Notice how everything fits together: the column names in the database (game_id, summary, etc.) became keywords (:game_id, :summary, etc.) in a map; meanwhile the GraphQL field names did the same conversion and everything meets together in the middle, with GraphQL fields selecting those same keys from the map.

Meanwhile all the other clojure-game-geek.db namespace functions, expecting to operate against a map inside an Atom, are now broken. We’ll fix them in the next couple of chapters.

User Namespace Improvements

We’ve made some tiny changes to the user namespace:

dev-resources/user.clj
(ns user
  (:require
    [com.walmartlabs.lacinia :as lacinia]
    [clojure.java.browse :refer [browse-url]]
    [clojure-game-geek.system :as system]
    [clojure.walk :as walk]
    [com.stuartsierra.component :as component])
  (:import (clojure.lang IPersistentMap)))

(defn simplify
  "Converts all ordered maps nested within the map into standard hash maps, and
   sequences into vectors, which makes for easier constants in the tests, and eliminates ordering problems."
  [m]
  (walk/postwalk
    (fn [node]
      (cond
        (instance? IPersistentMap node)
        (into {} node)

        (seq? node)
        (vec node)

        :else
        node))
    m))

(defonce system nil)

(defn q
  [query-string]
  (-> system
      :schema-provider
      :schema
      (lacinia/execute query-string nil nil)
      simplify))

(defn start
  []
  (alter-var-root #'system (fn [_]
                             (-> (system/new-system)
                                 component/start-system)))
  (browse-url "http://localhost:8888/")
  :started)

(defn stop
  []
  (when (some? system)
    (component/stop-system system)
    (alter-var-root #'system (constantly nil)))
  :stopped)

(comment
  (start)
  (stop)
  )

To make loading and reloading the user namespace easier, we’ve changed the system Var to be a defonce. This means that even if the code for the namespace is reloaded, the system Var will maintain its value from before the code was reloaded.

A common cycle is to make code changes, stop, then start the system.

We’ve moved the code that contructs a new system into the start function, and changed the stop function to return the system Var to nil after stopping the system, if a system is in fact running.

Lastly, there’s a comment containing expressions to start and stop the system.
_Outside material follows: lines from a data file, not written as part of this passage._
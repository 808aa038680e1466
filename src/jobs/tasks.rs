/// Background task implementations
use crate::{context::AppContext, error::CoreResult, quota::QuotaReport};
use chrono::Utc;

/// Promote preparing orders whose timer has elapsed
pub async fn fire_due_preparation_timers(ctx: &AppContext) -> CoreResult<u64> {
    ctx.orders.run_due_transitions(Utc::now()).await
}

/// Force-deliver orders that sat ready past the staleness limit
pub async fn sweep_stale_orders(ctx: &AppContext) -> CoreResult<u64> {
    ctx.orders.failsafe_sweep(Utc::now()).await
}

/// Run the weekly quota audit if its window is open
pub async fn run_weekly_quota(ctx: &AppContext) -> CoreResult<Option<QuotaReport>> {
    ctx.quota.run_if_due(Utc::now()).await
}

/// Drop context blocks whose expiry has passed
pub async fn cleanup_expired_blocks(ctx: &AppContext) -> CoreResult<u64> {
    ctx.blocks.cleanup_expired(Utc::now()).await
}

/// Health check, verifies database connectivity
pub async fn health_check(ctx: &AppContext) -> CoreResult<()> {
    sqlx::query("SELECT 1").fetch_one(&ctx.db).await?;

    Ok(())
}
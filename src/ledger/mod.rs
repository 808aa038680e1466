/// Coin ledger: per-account balances, allowance, pricing and payouts
use crate::error::{CoreError, CoreResult};
use chrono::{DateTime, Duration, Utc};
use serde::{Deserialize, Serialize};
use sqlx::{Row, SqlitePool};

/// Standard order price for non-VIP requesters
pub const STANDARD_PRICE: i64 = 100;
/// Standard order price while VIP is active
pub const VIP_PRICE: i64 = 50;
/// Priority-tier order price
pub const SUPER_PRICE: i64 = 150;
/// Daily allowance for non-VIP accounts
pub const ALLOWANCE_STANDARD: i64 = 1000;
/// Daily allowance while VIP is active
pub const ALLOWANCE_VIP: i64 = 2000;
/// Flat fee credited to the cook when an order becomes ready
pub const COOK_FEE: i64 = 20;
/// Flat fee credited to the courier on delivery
pub const COURIER_FEE: i64 = 30;
/// Price of the 30-day stat-boost perk
pub const STAT_BOOST_PRICE: i64 = 15_000;

const ALLOWANCE_COOLDOWN_HOURS: i64 = 24;
const STAT_BOOST_DAYS: i64 = 30;
const VIP_MEMBERSHIP_DAYS: i64 = 30;

/// Requested order kind, before pricing
#[derive(Debug, Clone, Copy, PartialEq, Eq, Serialize, Deserialize)]
#[serde(rename_all = "lowercase")]
pub enum OrderKind {
    Standard,
    Super,
}

/// Account record
#[derive(Debug, Clone, Serialize, Deserialize)]
pub struct Account {
    pub id: String,
    pub balance: i64,
    pub last_allowance_at: DateTime<Utc>,
    pub strike_count: i64,
    pub suspended_until: Option<DateTime<Utc>>,
    pub perm_banned: bool,
    pub vip_until: DateTime<Utc>,
    pub stat_boost_until: DateTime<Utc>,
    pub weekly_cook_count: i64,
    pub weekly_courier_count: i64,
    pub lifetime_cook_count: i64,
    pub lifetime_courier_count: i64,
    pub cook_quota_strikes: i64,
    pub courier_quota_strikes: i64,
}

impl Account {
    pub fn is_vip(&self, now: DateTime<Utc>) -> bool {
        now < self.vip_until
    }

    pub fn boost_active(&self, now: DateTime<Utc>) -> bool {
        now < self.stat_boost_until
    }

    /// Permanent ban supersedes temporary suspension
    pub fn is_blocked(&self, now: DateTime<Utc>) -> bool {
        self.perm_banned || self.suspended_until.map_or(false, |until| now < until)
    }
}

pub(crate) fn parse_timestamp(s: &str) -> CoreResult<DateTime<Utc>> {
    DateTime::parse_from_rfc3339(s)
        .map(|dt| dt.with_timezone(&Utc))
        .map_err(|e| CoreError::Internal(format!("Invalid timestamp {:?}: {}", s, e)))
}

pub(crate) fn account_from_row(row: &sqlx::sqlite::SqliteRow) -> CoreResult<Account> {
    let suspended_until = row
        .try_get::<Option<String>, _>("suspended_until")?
        .map(|s| parse_timestamp(&s))
        .transpose()?;

    Ok(Account {
        id: row.try_get("id")?,
        balance: row.try_get("balance")?,
        last_allowance_at: parse_timestamp(&row.try_get::<String, _>("last_allowance_at")?)?,
        strike_count: row.try_get("strike_count")?,
        suspended_until,
        perm_banned: row.try_get("perm_banned")?,
        vip_until: parse_timestamp(&row.try_get::<String, _>("vip_until")?)?,
        stat_boost_until: parse_timestamp(&row.try_get::<String, _>("stat_boost_until")?)?,
        weekly_cook_count: row.try_get("weekly_cook_count")?,
        weekly_courier_count: row.try_get("weekly_courier_count")?,
        lifetime_cook_count: row.try_get("lifetime_cook_count")?,
        lifetime_courier_count: row.try_get("lifetime_courier_count")?,
        cook_quota_strikes: row.try_get("cook_quota_strikes")?,
        courier_quota_strikes: row.try_get("courier_quota_strikes")?,
    })
}

/// Ledger manager
#[derive(Clone)]
pub struct Ledger {
    db: SqlitePool,
}

impl Ledger {
    pub fn new(db: SqlitePool) -> Self {
        Self { db }
    }

    /// Fetch an account, creating it lazily on first interaction
    pub async fn get_or_create(&self, account_id: &str) -> CoreResult<Account> {
        sqlx::query("INSERT OR IGNORE INTO account (id, created_at) VALUES (?, ?)")
            .bind(account_id)
            .bind(Utc::now().to_rfc3339())
            .execute(&self.db)
            .await?;

        self.get(account_id).await
    }

    /// Fetch an existing account
    pub async fn get(&self, account_id: &str) -> CoreResult<Account> {
        let row = sqlx::query("SELECT * FROM account WHERE id = ?")
            .bind(account_id)
            .fetch_optional(&self.db)
            .await?
            .ok_or_else(|| CoreError::NotFound(format!("Account {}", account_id)))?;

        account_from_row(&row)
    }

    /// Debit an account. The balance check and the debit are a single
    /// conditional update, so concurrent charges against one account
    /// cannot drive the balance negative.
    pub async fn charge(&self, account_id: &str, amount: i64) -> CoreResult<()> {
        let result = sqlx::query("UPDATE account SET balance = balance - ? WHERE id = ? AND balance >= ?")
            .bind(amount)
            .bind(account_id)
            .bind(amount)
            .execute(&self.db)
            .await?;

        if result.rows_affected() == 0 {
            return Err(CoreError::InsufficientFunds { required: amount });
        }

        Ok(())
    }

    /// Credit an account, creating it if needed. Always succeeds.
    pub async fn credit(&self, account_id: &str, amount: i64) -> CoreResult<()> {
        self.get_or_create(account_id).await?;

        sqlx::query("UPDATE account SET balance = balance + ? WHERE id = ?")
            .bind(amount)
            .bind(account_id)
            .execute(&self.db)
            .await?;

        Ok(())
    }

    /// Claim the daily allowance. The cooldown stamp is part of the update
    /// condition, so two concurrent claims resolve to one winner.
    pub async fn claim_allowance(&self, account_id: &str, now: DateTime<Utc>) -> CoreResult<i64> {
        let account = self.get_or_create(account_id).await?;

        let next_claim_at = account.last_allowance_at + Duration::hours(ALLOWANCE_COOLDOWN_HOURS);
        if now < next_claim_at {
            return Err(CoreError::CooldownActive { next_claim_at });
        }

        let amount = if account.is_vip(now) {
            ALLOWANCE_VIP
        } else {
            ALLOWANCE_STANDARD
        };

        let result = sqlx::query(
            "UPDATE account SET balance = balance + ?, last_allowance_at = ? \
             WHERE id = ? AND last_allowance_at = ?",
        )
        .bind(amount)
        .bind(now.to_rfc3339())
        .bind(account_id)
        .bind(account.last_allowance_at.to_rfc3339())
        .execute(&self.db)
        .await?;

        if result.rows_affected() == 0 {
            return Err(CoreError::CooldownActive {
                next_claim_at: now + Duration::hours(ALLOWANCE_COOLDOWN_HOURS),
            });
        }

        Ok(amount)
    }

    /// Price an order for a requester. VIPs already hold the discount, so
    /// the priority tier is rejected for them as redundant.
    pub fn price_for(&self, kind: OrderKind, is_vip: bool) -> CoreResult<i64> {
        match kind {
            OrderKind::Super => {
                if is_vip {
                    Err(CoreError::RedundantTier(
                        "VIP members already receive priority handling".to_string(),
                    ))
                } else {
                    Ok(SUPER_PRICE)
                }
            }
            OrderKind::Standard => Ok(if is_vip { VIP_PRICE } else { STANDARD_PRICE }),
        }
    }

    /// Split a tip between the cook and courier of a delivered order.
    /// The courier gets the floor half, the cook the remainder; an
    /// auto-delivered order has no human courier and the cook takes all.
    /// Returns (cook_share, courier_share).
    pub async fn split_tip(
        &self,
        tipper_id: &str,
        cook_id: &str,
        courier_id: Option<&str>,
        amount: i64,
    ) -> CoreResult<(i64, i64)> {
        if amount <= 0 {
            return Err(CoreError::Validation("Tip amount must be positive".to_string()));
        }

        self.charge(tipper_id, amount).await?;

        let (cook_share, courier_share) = match courier_id {
            Some(_) => {
                let courier_share = amount / 2;
                (amount - courier_share, courier_share)
            }
            None => (amount, 0),
        };

        if let Err(e) = self.credit(cook_id, cook_share).await {
            // Compensate the debit rather than leave a half-applied split
            self.credit(tipper_id, amount).await?;
            return Err(e);
        }
        if let Some(courier) = courier_id {
            if courier_share > 0 {
                if let Err(e) = self.credit(courier, courier_share).await {
                    self.credit(tipper_id, amount - cook_share).await?;
                    return Err(e);
                }
            }
        }

        Ok((cook_share, courier_share))
    }

    /// Pay the cook fee and bump weekly/lifetime cook counters. Weekly
    /// increments double while the stat boost is active.
    pub async fn settle_cook_completion(&self, cook_id: &str, now: DateTime<Utc>) -> CoreResult<()> {
        let account = self.get_or_create(cook_id).await?;
        let weekly_inc: i64 = if account.boost_active(now) { 2 } else { 1 };

        sqlx::query(
            "UPDATE account SET balance = balance + ?, \
             weekly_cook_count = weekly_cook_count + ?, \
             lifetime_cook_count = lifetime_cook_count + 1 \
             WHERE id = ?",
        )
        .bind(COOK_FEE)
        .bind(weekly_inc)
        .bind(cook_id)
        .execute(&self.db)
        .await?;

        Ok(())
    }

    /// Pay the courier fee and bump weekly/lifetime courier counters
    pub async fn settle_courier_delivery(
        &self,
        courier_id: &str,
        now: DateTime<Utc>,
    ) -> CoreResult<()> {
        let account = self.get_or_create(courier_id).await?;
        let weekly_inc: i64 = if account.boost_active(now) { 2 } else { 1 };

        sqlx::query(
            "UPDATE account SET balance = balance + ?, \
             weekly_courier_count = weekly_courier_count + ?, \
             lifetime_courier_count = lifetime_courier_count + 1 \
             WHERE id = ?",
        )
        .bind(COURIER_FEE)
        .bind(weekly_inc)
        .bind(courier_id)
        .execute(&self.db)
        .await?;

        Ok(())
    }

    /// Buy the 30-day double-stats perk
    pub async fn purchase_stat_boost(
        &self,
        account_id: &str,
        now: DateTime<Utc>,
    ) -> CoreResult<DateTime<Utc>> {
        self.get_or_create(account_id).await?;
        self.charge(account_id, STAT_BOOST_PRICE).await?;

        let until = now + Duration::days(STAT_BOOST_DAYS);
        sqlx::query("UPDATE account SET stat_boost_until = ? WHERE id = ?")
            .bind(until.to_rfc3339())
            .bind(account_id)
            .execute(&self.db)
            .await?;

        Ok(until)
    }

    /// Extend VIP membership by 30 days from now or from the current
    /// expiry, whichever is later
    pub async fn extend_vip(&self, account_id: &str, now: DateTime<Utc>) -> CoreResult<DateTime<Utc>> {
        let account = self.get_or_create(account_id).await?;

        let base = if account.vip_until > now {
            account.vip_until
        } else {
            now
        };
        let until = base + Duration::days(VIP_MEMBERSHIP_DAYS);

        sqlx::query("UPDATE account SET vip_until = ? WHERE id = ?")
            .bind(until.to_rfc3339())
            .bind(account_id)
            .execute(&self.db)
            .await?;

        Ok(until)
    }
}
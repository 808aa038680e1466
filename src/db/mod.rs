/// Database layer for the fulfillment service
///
/// Manages the SQLite connection pool and embedded migrations. Every
/// state-changing operation on orders and balances is written as a
/// conditional UPDATE so concurrency control lives at this layer.
use crate::error::CoreResult;
use sqlx::sqlite::SqlitePool;
use std::path::Path;

/// Database connection options
#[derive(Debug, Clone)]
pub struct DatabaseOptions {
    pub max_connections: u32,
    pub enable_wal: bool,
}

impl Default for DatabaseOptions {
    fn default() -> Self {
        Self {
            max_connections: 10,
            enable_wal: true,
        }
    }
}

/// Create a SQLite connection pool
pub async fn create_pool(path: &Path, options: DatabaseOptions) -> CoreResult<SqlitePool> {
    // Ensure parent directory exists
    if let Some(parent) = path.parent() {
        tokio::fs::create_dir_all(parent).await?;
    }

    let pool = sqlx::sqlite::SqlitePoolOptions::new()
        .max_connections(options.max_connections)
        .connect_with(
            sqlx::sqlite::SqliteConnectOptions::new()
                .filename(path)
                .create_if_missing(true)
                .journal_mode(if options.enable_wal {
                    sqlx::sqlite::SqliteJournalMode::Wal
                } else {
                    sqlx::sqlite::SqliteJournalMode::Delete
                })
                .foreign_keys(true)
                .busy_timeout(std::time::Duration::from_secs(5)),
        )
        .await?;

    Ok(pool)
}

/// Run migrations, embedded at compile time from ./migrations
pub async fn run_migrations(pool: &SqlitePool) -> CoreResult<()> {
    sqlx::migrate!("./migrations")
        .run(pool)
        .await
        .map_err(|e| crate::error::CoreError::Internal(format!("Migration failed: {}", e)))?;

    Ok(())
}

/// Test database connection
pub async fn test_connection(pool: &SqlitePool) -> CoreResult<()> {
    sqlx::query("SELECT 1").execute(pool).await?;

    Ok(())
}

/// In-memory pool with the full schema, for tests.
///
/// Pinned to one connection: every pooled connection to `:memory:` would
/// otherwise see its own private database.
#[cfg(test)]
pub async fn test_pool() -> SqlitePool {
    let pool = sqlx::sqlite::SqlitePoolOptions::new()
        .max_connections(1)
        .connect(":memory:")
        .await
        .unwrap();
    run_migrations(&pool).await.unwrap();
    pool
}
This is great for REPL oriented development, we can use the Cursive send form before caret to REPL command (Shift-Ctrl E) [2] to make it easier to quickly and accurately execute those commands.

Next Up

We’ve been sloppy about one aspect of our application: we’ve entirely been testing at the REPL. It’s time to write some tests, then convert the rest of the db namespace.

[1]

A Docker container is the Inception of computers; a container is essentially a light-weight virtual machine that runs inside your computer.

To the PostgreSQL server running inside the container, it will appear as if the entire computer is running Linux, just as if Linux and PostgreSQL were installed on a bare-metal computer.

Docker images are smaller and less demanding than full operating system virtual machines. In fact frequently you will run several interconnected containers together.

Docker includes infrastructure for downloading the images from a central repository. Ultimately, it’s faster and easier to get PostgreSQL running inside a container that to install the database onto your computer.

[2]The author uses Cursive, but Emacs and other editors all have similar functionality.